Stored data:
* * * * * * * * *

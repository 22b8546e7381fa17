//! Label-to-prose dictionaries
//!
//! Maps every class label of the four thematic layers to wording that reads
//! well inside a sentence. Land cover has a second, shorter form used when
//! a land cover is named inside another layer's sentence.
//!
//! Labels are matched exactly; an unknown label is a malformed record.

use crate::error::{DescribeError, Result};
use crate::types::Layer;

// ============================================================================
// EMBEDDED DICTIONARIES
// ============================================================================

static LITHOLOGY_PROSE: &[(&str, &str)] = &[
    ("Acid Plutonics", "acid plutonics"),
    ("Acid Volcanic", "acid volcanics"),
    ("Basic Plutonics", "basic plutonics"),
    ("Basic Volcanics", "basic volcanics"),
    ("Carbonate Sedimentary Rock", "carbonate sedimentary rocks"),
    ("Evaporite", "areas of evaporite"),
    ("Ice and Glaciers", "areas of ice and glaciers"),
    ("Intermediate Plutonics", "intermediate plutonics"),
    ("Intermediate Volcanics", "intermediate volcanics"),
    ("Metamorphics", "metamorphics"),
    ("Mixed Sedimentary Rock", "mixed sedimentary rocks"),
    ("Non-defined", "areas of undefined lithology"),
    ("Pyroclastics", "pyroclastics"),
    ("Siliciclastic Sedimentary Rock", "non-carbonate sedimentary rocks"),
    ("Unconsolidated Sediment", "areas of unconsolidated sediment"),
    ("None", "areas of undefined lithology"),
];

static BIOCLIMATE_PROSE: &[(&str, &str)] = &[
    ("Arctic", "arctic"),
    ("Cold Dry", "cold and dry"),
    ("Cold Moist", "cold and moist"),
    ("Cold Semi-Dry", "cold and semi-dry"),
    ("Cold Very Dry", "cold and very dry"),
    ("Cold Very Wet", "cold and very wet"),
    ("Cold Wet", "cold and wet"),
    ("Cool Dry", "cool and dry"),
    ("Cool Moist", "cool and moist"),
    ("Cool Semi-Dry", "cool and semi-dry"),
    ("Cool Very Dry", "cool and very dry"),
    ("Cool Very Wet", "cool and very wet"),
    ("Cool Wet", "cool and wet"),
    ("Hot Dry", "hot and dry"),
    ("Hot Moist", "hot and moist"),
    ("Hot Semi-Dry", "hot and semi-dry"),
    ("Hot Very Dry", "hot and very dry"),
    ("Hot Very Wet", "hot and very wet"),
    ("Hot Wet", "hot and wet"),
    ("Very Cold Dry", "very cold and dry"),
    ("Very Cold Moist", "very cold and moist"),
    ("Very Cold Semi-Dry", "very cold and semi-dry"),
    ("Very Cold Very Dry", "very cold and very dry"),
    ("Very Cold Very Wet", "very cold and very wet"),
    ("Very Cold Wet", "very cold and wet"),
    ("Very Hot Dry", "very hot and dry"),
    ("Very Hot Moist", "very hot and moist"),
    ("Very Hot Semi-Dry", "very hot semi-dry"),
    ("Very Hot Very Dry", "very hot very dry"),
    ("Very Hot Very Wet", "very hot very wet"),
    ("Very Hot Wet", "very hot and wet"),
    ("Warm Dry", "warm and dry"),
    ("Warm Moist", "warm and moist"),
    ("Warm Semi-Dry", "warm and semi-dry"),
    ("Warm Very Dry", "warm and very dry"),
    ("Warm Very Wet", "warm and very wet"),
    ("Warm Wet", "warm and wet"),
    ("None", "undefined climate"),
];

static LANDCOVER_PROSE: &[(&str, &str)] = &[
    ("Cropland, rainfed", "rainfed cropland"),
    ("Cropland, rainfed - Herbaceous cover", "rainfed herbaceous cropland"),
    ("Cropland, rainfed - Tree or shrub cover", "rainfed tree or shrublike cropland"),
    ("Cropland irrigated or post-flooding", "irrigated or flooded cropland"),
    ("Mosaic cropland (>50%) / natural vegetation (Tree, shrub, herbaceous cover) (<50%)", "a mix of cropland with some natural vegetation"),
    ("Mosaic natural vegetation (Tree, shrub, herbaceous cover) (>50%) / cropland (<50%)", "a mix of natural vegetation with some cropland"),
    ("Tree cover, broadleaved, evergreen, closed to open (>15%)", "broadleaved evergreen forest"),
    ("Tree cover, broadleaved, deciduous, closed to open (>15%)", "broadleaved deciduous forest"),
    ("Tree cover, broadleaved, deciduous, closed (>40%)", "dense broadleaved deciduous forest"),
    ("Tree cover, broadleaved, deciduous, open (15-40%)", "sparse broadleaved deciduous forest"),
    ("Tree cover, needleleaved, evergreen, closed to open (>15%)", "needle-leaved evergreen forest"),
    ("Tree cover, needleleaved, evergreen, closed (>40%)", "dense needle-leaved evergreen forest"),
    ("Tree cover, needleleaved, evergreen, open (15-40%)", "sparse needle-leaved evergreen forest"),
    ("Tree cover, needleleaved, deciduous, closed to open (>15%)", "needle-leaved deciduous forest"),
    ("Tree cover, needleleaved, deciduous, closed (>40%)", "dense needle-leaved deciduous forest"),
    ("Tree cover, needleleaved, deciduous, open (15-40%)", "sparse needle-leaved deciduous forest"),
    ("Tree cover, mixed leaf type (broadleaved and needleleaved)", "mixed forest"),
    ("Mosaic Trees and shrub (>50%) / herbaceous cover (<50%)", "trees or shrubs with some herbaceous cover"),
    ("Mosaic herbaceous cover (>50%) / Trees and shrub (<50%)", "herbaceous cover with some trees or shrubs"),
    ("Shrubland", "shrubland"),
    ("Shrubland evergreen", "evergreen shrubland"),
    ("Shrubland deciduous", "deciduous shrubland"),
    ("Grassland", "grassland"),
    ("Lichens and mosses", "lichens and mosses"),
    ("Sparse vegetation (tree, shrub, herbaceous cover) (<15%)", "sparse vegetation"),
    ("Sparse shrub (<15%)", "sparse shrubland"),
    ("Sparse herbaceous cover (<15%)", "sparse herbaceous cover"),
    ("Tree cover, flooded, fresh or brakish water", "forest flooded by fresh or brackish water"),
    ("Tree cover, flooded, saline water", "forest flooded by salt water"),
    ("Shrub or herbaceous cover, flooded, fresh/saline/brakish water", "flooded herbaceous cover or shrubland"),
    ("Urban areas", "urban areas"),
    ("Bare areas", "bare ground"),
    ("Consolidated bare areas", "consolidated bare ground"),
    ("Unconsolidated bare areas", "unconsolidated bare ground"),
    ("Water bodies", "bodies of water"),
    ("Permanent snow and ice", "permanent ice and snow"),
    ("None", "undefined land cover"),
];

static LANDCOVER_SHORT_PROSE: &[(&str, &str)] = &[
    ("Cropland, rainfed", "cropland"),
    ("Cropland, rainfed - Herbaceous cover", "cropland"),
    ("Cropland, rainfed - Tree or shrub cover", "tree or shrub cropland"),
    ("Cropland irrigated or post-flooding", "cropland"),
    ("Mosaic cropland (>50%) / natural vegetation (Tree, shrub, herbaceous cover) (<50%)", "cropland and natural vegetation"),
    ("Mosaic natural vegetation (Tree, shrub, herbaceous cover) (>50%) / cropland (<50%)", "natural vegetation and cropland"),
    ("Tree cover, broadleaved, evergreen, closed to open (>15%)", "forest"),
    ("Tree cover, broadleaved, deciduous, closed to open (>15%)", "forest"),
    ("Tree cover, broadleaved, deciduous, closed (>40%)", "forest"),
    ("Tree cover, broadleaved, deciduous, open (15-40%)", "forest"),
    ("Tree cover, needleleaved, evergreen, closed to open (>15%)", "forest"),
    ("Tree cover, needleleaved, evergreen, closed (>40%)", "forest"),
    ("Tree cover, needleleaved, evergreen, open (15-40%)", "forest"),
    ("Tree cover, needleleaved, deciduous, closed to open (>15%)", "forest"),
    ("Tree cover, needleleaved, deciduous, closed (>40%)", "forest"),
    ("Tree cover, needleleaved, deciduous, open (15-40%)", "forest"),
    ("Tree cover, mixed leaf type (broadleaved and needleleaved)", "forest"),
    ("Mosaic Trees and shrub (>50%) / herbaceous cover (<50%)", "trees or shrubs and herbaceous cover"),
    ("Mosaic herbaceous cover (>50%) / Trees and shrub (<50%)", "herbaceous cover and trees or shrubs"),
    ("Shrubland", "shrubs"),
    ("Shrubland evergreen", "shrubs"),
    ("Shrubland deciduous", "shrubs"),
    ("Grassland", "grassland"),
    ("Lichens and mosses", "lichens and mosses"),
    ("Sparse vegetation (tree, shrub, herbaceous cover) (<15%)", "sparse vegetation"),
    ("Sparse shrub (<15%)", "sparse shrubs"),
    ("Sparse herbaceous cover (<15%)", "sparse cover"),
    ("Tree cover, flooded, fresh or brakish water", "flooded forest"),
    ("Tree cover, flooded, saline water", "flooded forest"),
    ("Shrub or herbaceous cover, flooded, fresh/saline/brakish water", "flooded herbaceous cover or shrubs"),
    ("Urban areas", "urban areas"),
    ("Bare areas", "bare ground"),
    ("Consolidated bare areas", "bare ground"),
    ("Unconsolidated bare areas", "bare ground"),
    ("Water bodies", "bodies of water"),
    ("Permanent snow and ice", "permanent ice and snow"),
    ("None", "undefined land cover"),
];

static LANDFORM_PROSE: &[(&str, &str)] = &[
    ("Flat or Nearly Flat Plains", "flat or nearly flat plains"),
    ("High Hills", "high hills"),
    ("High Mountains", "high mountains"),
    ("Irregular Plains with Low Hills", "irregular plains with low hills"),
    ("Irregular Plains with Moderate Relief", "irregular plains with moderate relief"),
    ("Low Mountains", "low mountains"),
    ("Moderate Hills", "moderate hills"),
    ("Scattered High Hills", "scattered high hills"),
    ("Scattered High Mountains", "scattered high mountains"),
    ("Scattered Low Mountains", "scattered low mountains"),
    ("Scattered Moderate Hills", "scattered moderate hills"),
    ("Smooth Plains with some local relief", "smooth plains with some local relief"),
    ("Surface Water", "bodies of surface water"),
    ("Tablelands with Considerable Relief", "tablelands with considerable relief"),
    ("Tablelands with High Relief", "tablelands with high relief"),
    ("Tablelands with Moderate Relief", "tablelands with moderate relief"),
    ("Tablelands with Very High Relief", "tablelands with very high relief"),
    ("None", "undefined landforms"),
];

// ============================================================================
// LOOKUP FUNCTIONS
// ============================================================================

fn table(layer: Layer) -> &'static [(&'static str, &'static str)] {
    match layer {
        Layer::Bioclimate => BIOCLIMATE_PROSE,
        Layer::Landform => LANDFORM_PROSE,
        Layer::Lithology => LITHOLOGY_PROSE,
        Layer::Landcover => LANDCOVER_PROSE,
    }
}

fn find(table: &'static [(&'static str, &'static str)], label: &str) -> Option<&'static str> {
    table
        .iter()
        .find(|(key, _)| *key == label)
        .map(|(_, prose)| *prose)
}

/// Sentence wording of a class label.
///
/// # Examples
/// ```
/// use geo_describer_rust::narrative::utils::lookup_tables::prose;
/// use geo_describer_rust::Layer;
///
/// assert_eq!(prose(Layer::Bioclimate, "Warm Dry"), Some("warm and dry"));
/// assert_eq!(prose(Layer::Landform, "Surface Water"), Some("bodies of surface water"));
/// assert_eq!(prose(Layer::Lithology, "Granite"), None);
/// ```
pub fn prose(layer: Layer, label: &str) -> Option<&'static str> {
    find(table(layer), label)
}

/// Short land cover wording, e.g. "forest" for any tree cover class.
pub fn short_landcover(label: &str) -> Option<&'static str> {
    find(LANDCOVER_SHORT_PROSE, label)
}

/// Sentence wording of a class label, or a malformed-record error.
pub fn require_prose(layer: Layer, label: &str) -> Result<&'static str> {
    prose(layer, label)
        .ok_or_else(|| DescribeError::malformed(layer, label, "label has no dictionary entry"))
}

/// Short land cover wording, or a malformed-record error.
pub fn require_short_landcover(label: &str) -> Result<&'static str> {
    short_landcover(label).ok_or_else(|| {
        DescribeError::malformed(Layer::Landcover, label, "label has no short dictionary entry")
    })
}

* * * * * * * * *

→ **Your goal**:
Scan the lines above for the word "rocks" and copy every one where it occurs.

→ **Task solution**:
    ("Carbonate Sedimentary Rock", "carbonate sedimentary rocks"),
    ("Mixed Sedimentary Rock", "mixed sedimentary rocks"),
    ("Siliciclastic Sedimentary Rock", "non-carbonate sedimentary rocks"),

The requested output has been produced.